Il serait injuste et faux d’insinuer, sans nuances, que l’échec, partout ailleurs, est total. Certes, nombre de succès enregistrés s’avéreront éphémères, avec, parfois, de terribles reculs, des désillusions, vécues par les peuples comme autant de trahisons. L’indépendance n’ayant pas été partout concédée de bonne grâce, la tentation d’un retour en force était grande, dans certaines des anciennes métropoles. Quelques-unes sont revenues, en se glissant, parfois, sous les traits des dirigeants africains eux-mêmes. On parlait alors de néocolonialisme.
Dans cette Afrique tiraillée, les réussites pouvaient n’être que quelques bonnes inspirations, comme celle qui a conduit à la création, en 1964, de la Banque africaine de développement, censée mobiliser des moyens financiers, pour faire reculer la pauvreté. La pauvreté sur le continent demeure effrayante, mais la Bad a su devenir une institution crédible, parce que les États ont su se tenir à l’écart, pour laisser les compétences africaines gérer, dans le sens de l’intérêt général.

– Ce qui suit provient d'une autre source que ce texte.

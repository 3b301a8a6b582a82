//! rsmmdetect - 缅甸文编码检测工具
//! 判定文本使用传统字体编码（legacy）还是标准编码（standard），并给出置信度

// 导出全局错误类型
pub use self::error::{MmDetectError, MmResult};

// 导出配置模块
pub use self::config::{DetectorConfig, ConfigManager, CustomConfigBuilder, RetryPolicy};

// 导出规则模块核心接口
pub use self::rule::{
    Encoding, PatternRule, RuleDefinition, MatchEvidence, DetectionVerdict, SegmentVerdict, MixedDetection,
    RuleLoader, NoopRuleLoader, StaticRuleLoader, FileRuleLoader, RuleSnapshotManager, SnapshotRuleLoader,
    RuleCache, RuleStore,
};
#[cfg(feature = "remote-loader")]
pub use self::rule::RemoteRuleLoader;

// 导出编译模块核心接口
pub use self::compiler::{CompiledPattern, CompiledRule, CompiledRuleSet, RuleCompiler};

// 导出检测模块核心接口
pub use self::detector::{
    EncodingDetector,
    CodepointScanner,
    ScanResult,
    RuleMatcher,
    ProbabilityScorer,
    Segmenter,
    init_global_detector,
    init_global_detector_with_rules,
    detect_encoding,
    detect_encoding_segments,
};

// 声明所有子模块
pub mod config;
pub mod error;
pub mod rule;
pub mod compiler;
pub mod detector;
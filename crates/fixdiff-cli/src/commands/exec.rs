//! Exec command
//!
//! Usage: fixdiff exec --input <FILE> --expected <FILE> [--timeout-ms N] [--save-actual <FILE>] -- <PROGRAM> [ARGS...]
//!
//! Runs one tool invocation without a config file. The tool runs in the
//! current directory and inherits the environment.

use super::{print_report, report_verdict, DiffFlags, OutputFormat};
use clap::Args;
use fixdiff_core::{Document, ExError, ExErrorKind};
use fixdiff_harness::fixture::{read_fixture_file, save_actual};
use fixdiff_harness::{check_output, ToolCommand, Verdict};
use std::path::PathBuf;
use std::time::Duration;

#[derive(Debug, Args)]
pub struct ExecArgs {
    /// File fed to the tool on stdin
    #[arg(long)]
    pub input: PathBuf,

    /// File the tool's stdout is compared against
    #[arg(long)]
    pub expected: PathBuf,

    /// Kill the tool if it runs longer than this
    #[arg(long, value_parser = clap::value_parser!(u64).range(1..))]
    pub timeout_ms: Option<u64>,

    /// Also write the tool's output to this file
    #[arg(long, value_name = "FILE")]
    pub save_actual: Option<PathBuf>,

    #[command(flatten)]
    pub diff: DiffFlags,

    #[arg(long, value_enum, default_value_t = OutputFormat::Text)]
    pub format: OutputFormat,

    /// Program and arguments to run
    #[arg(last = true, required = true, num_args = 1..)]
    pub command: Vec<String>,
}

pub fn execute(args: ExecArgs) -> Result<Verdict, ExError> {
    let (program, program_args) = args.command.split_first().ok_or_else(|| {
        ExError::new(ExErrorKind::InvalidInput)
            .with_op("exec")
            .with_message("no program given")
    })?;

    let mut command = ToolCommand::new(program.as_str()).with_args(program_args.iter().cloned());
    if let Some(ms) = args.timeout_ms {
        command = command.with_timeout(Duration::from_millis(ms));
    }

    let input = read_fixture_file(&args.input)?;
    let expected = Document::new(read_fixture_file(&args.expected)?);

    let check = check_output(&command, &input, &expected, &args.diff.compare_options())?;
    if let Some(path) = &args.save_actual {
        save_actual(path, &check.output.stdout)?;
    }
    print_report(&check.report, args.format)?;
    Ok(report_verdict(&check.report))
}
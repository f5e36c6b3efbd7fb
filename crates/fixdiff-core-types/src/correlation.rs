//! Correlation identifier for harness runs
//!
//! Every suite invocation gets a `RunId` so that the start/end events of
//! all its cases can be grouped together in structured logs.

use serde::{Deserialize, Serialize};
use uuid::Uuid;

/// Unique identifier for one harness run
#[derive(Debug, Clone, PartialEq, Eq, Hash, Serialize, Deserialize)]
#[serde(transparent)]
pub struct RunId(String);

impl RunId {
    /// Generate a new time-ordered RunId using UUIDv7
    pub fn new() -> Self {
        Self(Uuid::now_v7().to_string())
    }

    /// Get the string representation
    pub fn as_str(&self) -> &str {
        &self.0
    }

    /// Create from an existing string
    pub fn from_string(s: String) -> Self {
        Self(s)
    }
}

impl Default for RunId {
    fn default() -> Self {
        Self::new()
    }
}

impl std::fmt::Display for RunId {
    fn fmt(&self, f: &mut std::fmt::Formatter<'_>) -> std::fmt::Result {
        write!(f, "{}", self.0)
    }
}

#[cfg(test)]
mod tests {
    use super::*;

    #[test]
    fn test_run_id_generation() {
        let id1 = RunId::new();
        let id2 = RunId::new();

        assert_ne!(id1, id2);
        assert!(!id1.as_str().is_empty());
    }

    #[test]
    fn test_run_id_display() {
        let id = RunId::from_string("run-1".to_string());
        assert_eq!(format!("{}", id), "run-1");
    }

    #[test]
    fn test_run_id_serializes_as_plain_string() {
        let id = RunId::from_string("run-1".to_string());
        let json = serde_json::to_string(&id).unwrap();
        assert_eq!(json, "\"run-1\"");

        let back: RunId = serde_json::from_str(&json).unwrap();
        assert_eq!(back, id);
    }
}
//! Canonical logging macros
//!
//! These macros provide a structured, consistent way to log operations.
//! Callers must depend on `tracing`.

/// Log the start of an operation
///
/// # Example
///
/// ```
/// # use fixdiff_core::log_op_start;
/// log_op_start!("run_case");
/// log_op_start!("run_case", case = "paragraph");
/// ```
#[macro_export]
macro_rules! log_op_start {
    ($op:expr) => {
        tracing::info!(
            component = module_path!(),
            op = $op,
            event = $crate::core_types::schema::EVENT_START,
        );
    };
    ($op:expr, $($field:tt)*) => {
        tracing::info!(
            component = module_path!(),
            op = $op,
            event = $crate::core_types::schema::EVENT_START,
            $($field)*
        );
    };
}

/// Log the successful end of an operation
///
/// # Example
///
/// ```
/// # use fixdiff_core::log_op_end;
/// log_op_end!("run_case", duration_ms = 42);
/// log_op_end!("run_case", duration_ms = 42, matches = true);
/// ```
#[macro_export]
macro_rules! log_op_end {
    ($op:expr, duration_ms = $duration:expr) => {
        tracing::info!(
            component = module_path!(),
            op = $op,
            event = $crate::core_types::schema::EVENT_END,
            duration_ms = $duration,
        );
    };
    ($op:expr, duration_ms = $duration:expr, $($field:tt)*) => {
        tracing::info!(
            component = module_path!(),
            op = $op,
            event = $crate::core_types::schema::EVENT_END,
            duration_ms = $duration,
            $($field)*
        );
    };
}

/// Log an operation error
///
/// The error expression must convert into [`ExError`](crate::errors::ExError).
///
/// # Example
///
/// ```
/// # use fixdiff_core::log_op_error;
/// use fixdiff_core::errors::{ExError, ExErrorKind};
/// let err = ExError::new(ExErrorKind::Spawn).with_program("prettier");
/// log_op_error!("run_tool", err, duration_ms = 10);
/// ```
#[macro_export]
macro_rules! log_op_error {
    ($op:expr, $err:expr, duration_ms = $duration:expr) => {{
        let ex_err: $crate::errors::ExError = $err.into();
        tracing::error!(
            component = module_path!(),
            op = $op,
            event = $crate::core_types::schema::EVENT_END_ERROR,
            duration_ms = $duration,
            err_kind = ?ex_err.kind(),
            err_code = ex_err.code(),
            error = %ex_err,
        );
    }};
    ($op:expr, $err:expr, duration_ms = $duration:expr, $($field:tt)*) => {{
        let ex_err: $crate::errors::ExError = $err.into();
        tracing::error!(
            component = module_path!(),
            op = $op,
            event = $crate::core_types::schema::EVENT_END_ERROR,
            duration_ms = $duration,
            err_kind = ?ex_err.kind(),
            err_code = ex_err.code(),
            error = %ex_err,
            $($field)*
        );
    }};
}
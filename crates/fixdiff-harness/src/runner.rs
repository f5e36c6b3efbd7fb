//! Case and suite orchestration with boundary logging.
//!
//! Flow for one case: read fixture -> run tool on the input -> compare the
//! captured stdout against the expected document -> optionally bless.
//!
//! ## Logging Ownership
//!
//! This module owns lifecycle logging:
//! - `log_op_start!` at entry
//! - `log_op_end!` on success (mismatches included)
//! - `log_op_error!` on failure

use crate::config::{CaseConfig, HarnessConfig};
use crate::errors::Result;
use crate::fixture::{bless_expected, load_fixture, save_actual};
use crate::process::{ToolCommand, ToolOutput};
use fixdiff_core::diff::{compare, CompareOptions, DiffReport, Document};
use fixdiff_core::{log_op_end, log_op_error, log_op_start};
use fixdiff_core_types::RunId;
use std::path::PathBuf;
use std::time::{Duration, Instant};

/// Overall result of a run, ordered by severity
#[derive(Debug, Clone, Copy, PartialEq, Eq, PartialOrd, Ord)]
pub enum Verdict {
    Match,
    Mismatch,
    Error,
}

impl Verdict {
    /// Process exit code for this verdict
    pub fn exit_code(self) -> u8 {
        match self {
            Verdict::Match => 0,
            Verdict::Mismatch => 1,
            Verdict::Error => 2,
        }
    }
}

/// Suite-level switches
#[derive(Debug, Clone, Default)]
pub struct RunOptions {
    /// Only run these cases (all cases when empty)
    pub cases: Vec<String>,
    /// Overwrite expected files with the actual output on mismatch
    pub bless: bool,
}

/// Result of running one case to completion
#[derive(Debug, Clone)]
pub struct CaseOutcome {
    pub name: String,
    pub report: DiffReport,
    /// The expected file was written with the actual output
    pub blessed: bool,
    /// Where the actual output was saved, when the case asks for it
    pub actual_saved: Option<PathBuf>,
    pub duration: Duration,
}

impl CaseOutcome {
    pub fn passed(&self) -> bool {
        self.report.matches || self.blessed
    }

    pub fn verdict(&self) -> Verdict {
        if self.passed() {
            Verdict::Match
        } else {
            Verdict::Mismatch
        }
    }
}

/// A case that either ran or failed with an error
#[derive(Debug)]
pub struct CaseResult {
    pub name: String,
    pub outcome: Result<CaseOutcome>,
}

impl CaseResult {
    pub fn verdict(&self) -> Verdict {
        match &self.outcome {
            Ok(outcome) => outcome.verdict(),
            Err(_) => Verdict::Error,
        }
    }
}

/// Results of every selected case, in run order
#[derive(Debug)]
pub struct SuiteOutcome {
    pub run_id: RunId,
    pub results: Vec<CaseResult>,
}

impl SuiteOutcome {
    /// Worst verdict across all cases; `Match` for an empty suite
    pub fn verdict(&self) -> Verdict {
        self.results
            .iter()
            .map(CaseResult::verdict)
            .max()
            .unwrap_or(Verdict::Match)
    }

    /// Number of cases with the given verdict
    pub fn count(&self, verdict: Verdict) -> usize {
        self.results
            .iter()
            .filter(|r| r.verdict() == verdict)
            .count()
    }
}

/// A tool run together with the comparison of its stdout
#[derive(Debug, Clone)]
pub struct ToolCheck {
    pub report: DiffReport,
    pub output: ToolOutput,
}

/// Run a tool on `input` and compare its stdout against `expected`
///
/// Used directly by ad-hoc invocations that have no config file.
///
/// # Errors
///
/// Any tool invocation failure; a mismatch is returned as a report.
pub fn check_output(
    command: &ToolCommand,
    input: &str,
    expected: &Document,
    options: &CompareOptions,
) -> Result<ToolCheck> {
    log_op_start!("check_output", program = command.program());
    let start = Instant::now();

    let output = command.run(input).map_err(|e| {
        log_op_error!(
            "check_output",
            &e,
            duration_ms = start.elapsed().as_millis() as u64
        );
        e
    })?;
    let report = compare(&Document::new(output.stdout.as_str()), expected, options);

    log_op_end!(
        "check_output",
        duration_ms = start.elapsed().as_millis() as u64,
        matches = report.matches,
        divergent_lines = report.total_divergent_lines
    );
    Ok(ToolCheck { report, output })
}

/// Run a single configured case
///
/// # Errors
///
/// - `FixtureRead` if the input or expected file cannot be read
/// - Any tool invocation failure
/// - `FixtureWrite` if blessing or saving the actual output fails
pub fn run_case(config: &HarnessConfig, case: &CaseConfig, bless: bool) -> Result<CaseOutcome> {
    log_op_start!("run_case", case = %case.name);
    let start = Instant::now();

    let outcome = run_case_impl(config, case, bless, start).map_err(|e| {
        log_op_error!(
            "run_case",
            &e,
            duration_ms = start.elapsed().as_millis() as u64,
            case = %case.name
        );
        e
    })?;

    log_op_end!(
        "run_case",
        duration_ms = outcome.duration.as_millis() as u64,
        case = %case.name,
        matches = outcome.report.matches,
        divergent_lines = outcome.report.total_divergent_lines,
        blessed = outcome.blessed
    );
    Ok(outcome)
}

fn run_case_impl(
    config: &HarnessConfig,
    case: &CaseConfig,
    bless: bool,
    start: Instant,
) -> Result<CaseOutcome> {
    let expected_path = config.resolve(&case.expected);
    let fixture = load_fixture(&config.resolve(&case.input), &expected_path, bless)?;

    let output = config.command_for(case).run(&fixture.input)?;
    let report = compare(
        &Document::new(output.stdout.as_str()),
        &fixture.expected,
        &config.compare,
    );

    let actual_saved = match &case.actual_output {
        Some(path) => {
            let path = config.resolve(path);
            save_actual(&path, &output.stdout)?;
            Some(path)
        }
        None => None,
    };

    // A missing expected file is created even when empty output matches it.
    let blessed = bless && (!report.matches || !fixture.expected_exists);
    if blessed {
        bless_expected(&expected_path, &output.stdout)?;
        tracing::info!(case = %case.name, path = %expected_path.display(), "blessed expected output");
    }

    Ok(CaseOutcome {
        name: case.name.clone(),
        report,
        blessed,
        actual_saved,
        duration: start.elapsed(),
    })
}

/// Run the selected cases of a suite in order
///
/// Case failures are recorded per case and do not stop the suite.
///
/// # Errors
///
/// - `UnknownCase` if a requested case name is not configured
pub fn run_suite(config: &HarnessConfig, options: &RunOptions) -> Result<SuiteOutcome> {
    let cases = config.select_cases(&options.cases)?;
    let run_id = RunId::new();

    log_op_start!("run_suite", run_id = %run_id, cases = cases.len());
    let start = Instant::now();

    let results: Vec<CaseResult> = cases
        .into_iter()
        .map(|case| CaseResult {
            name: case.name.clone(),
            outcome: run_case(config, case, options.bless),
        })
        .collect();

    let suite = SuiteOutcome { run_id, results };
    log_op_end!(
        "run_suite",
        duration_ms = start.elapsed().as_millis() as u64,
        run_id = %suite.run_id,
        passed = suite.count(Verdict::Match),
        mismatched = suite.count(Verdict::Mismatch),
        errored = suite.count(Verdict::Error)
    );
    Ok(suite)
}

#[cfg(test)]
mod tests {
    use super::*;
    use crate::errors::HarnessError;

    #[test]
    fn test_verdict_ordering_and_exit_codes() {
        assert!(Verdict::Match < Verdict::Mismatch);
        assert!(Verdict::Mismatch < Verdict::Error);
        assert_eq!(Verdict::Match.exit_code(), 0);
        assert_eq!(Verdict::Mismatch.exit_code(), 1);
        assert_eq!(Verdict::Error.exit_code(), 2);
    }

    #[test]
    fn test_empty_suite_matches() {
        let suite = SuiteOutcome {
            run_id: RunId::new(),
            results: Vec::new(),
        };
        assert_eq!(suite.verdict(), Verdict::Match);
    }

    #[test]
    fn test_error_dominates_suite_verdict() {
        let report = compare(
            &Document::new("a"),
            &Document::new("b"),
            &CompareOptions::default(),
        );
        let suite = SuiteOutcome {
            run_id: RunId::new(),
            results: vec![
                CaseResult {
                    name: "mismatch".to_string(),
                    outcome: Ok(CaseOutcome {
                        name: "mismatch".to_string(),
                        report,
                        blessed: false,
                        actual_saved: None,
                        duration: Duration::ZERO,
                    }),
                },
                CaseResult {
                    name: "broken".to_string(),
                    outcome: Err(HarnessError::UnknownCase {
                        name: "broken".to_string(),
                    }),
                },
            ],
        };
        assert_eq!(suite.verdict(), Verdict::Error);
        assert_eq!(suite.count(Verdict::Mismatch), 1);
        assert_eq!(suite.count(Verdict::Error), 1);
    }

    #[test]
    fn test_blessed_mismatch_passes() {
        let report = compare(
            &Document::new("a"),
            &Document::new("b"),
            &CompareOptions::default(),
        );
        let outcome = CaseOutcome {
            name: "c".to_string(),
            report,
            blessed: true,
            actual_saved: None,
            duration: Duration::ZERO,
        };
        assert!(outcome.passed());
        assert_eq!(outcome.verdict(), Verdict::Match);
    }
}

Lorsqu’à la suite du premier choc pétrolier (1973-1974), le Nigeria, du fait du quadruplement du prix du baril, s’est retrouvé avec d’importantes réserves, il a choisi d’en affecter une partie à un Fonds spécial géré par la Bad, avec un guichet dédié, qui permet, depuis 1976, d’allouer à d’autres États africains des prêts à taux concessionnels. Le succès, ici aussi, tenait à la solidarité panafricaine.
De l’OUA à l’UA, le problème du continent ne serait-il pas, justement, le déficit de solidarité ?
Il est même beaucoup plus grave, puisque l’on baigne aussi dans un affligeant déficit de leadership. Comme si, au fil des ans, l’Afrique sombrait dans une raréfaction de dirigeants d’envergure. Nous serions bien en peine, si l’on nous sommait de citer, parmi les dirigeants actuels, cinq de l’envergure de ceux qui étaient à Addis-Abeba en 1963, et qui savaient indiquer le cap, alors que les peuples, aujourd’hui, en sont réduits à subir des dirigeants embourbés dans l’improvisation.
Quant au panafricanisme, il s’est, peu à peu, vidé de son sens, pour n’être plus qu’un déroutant produit d’appel pour certains et, pour d’autres, le métier qu’ils n’ont pas appris, et dont ils s’acharnent à vouloir vivre, jusqu’à l’indécence, à coups d’approximations.
Et l’on a d’autant plus mal qu’en matière de panafricanisme, les maîtres à penser, sur le continent comme dans la diaspora, étaient de prestigieuses figures tutélaires, dont les noms sonnent comme un manifeste, qui devrait interdire de s’accommoder de l’échec avec une si déconcertante constance.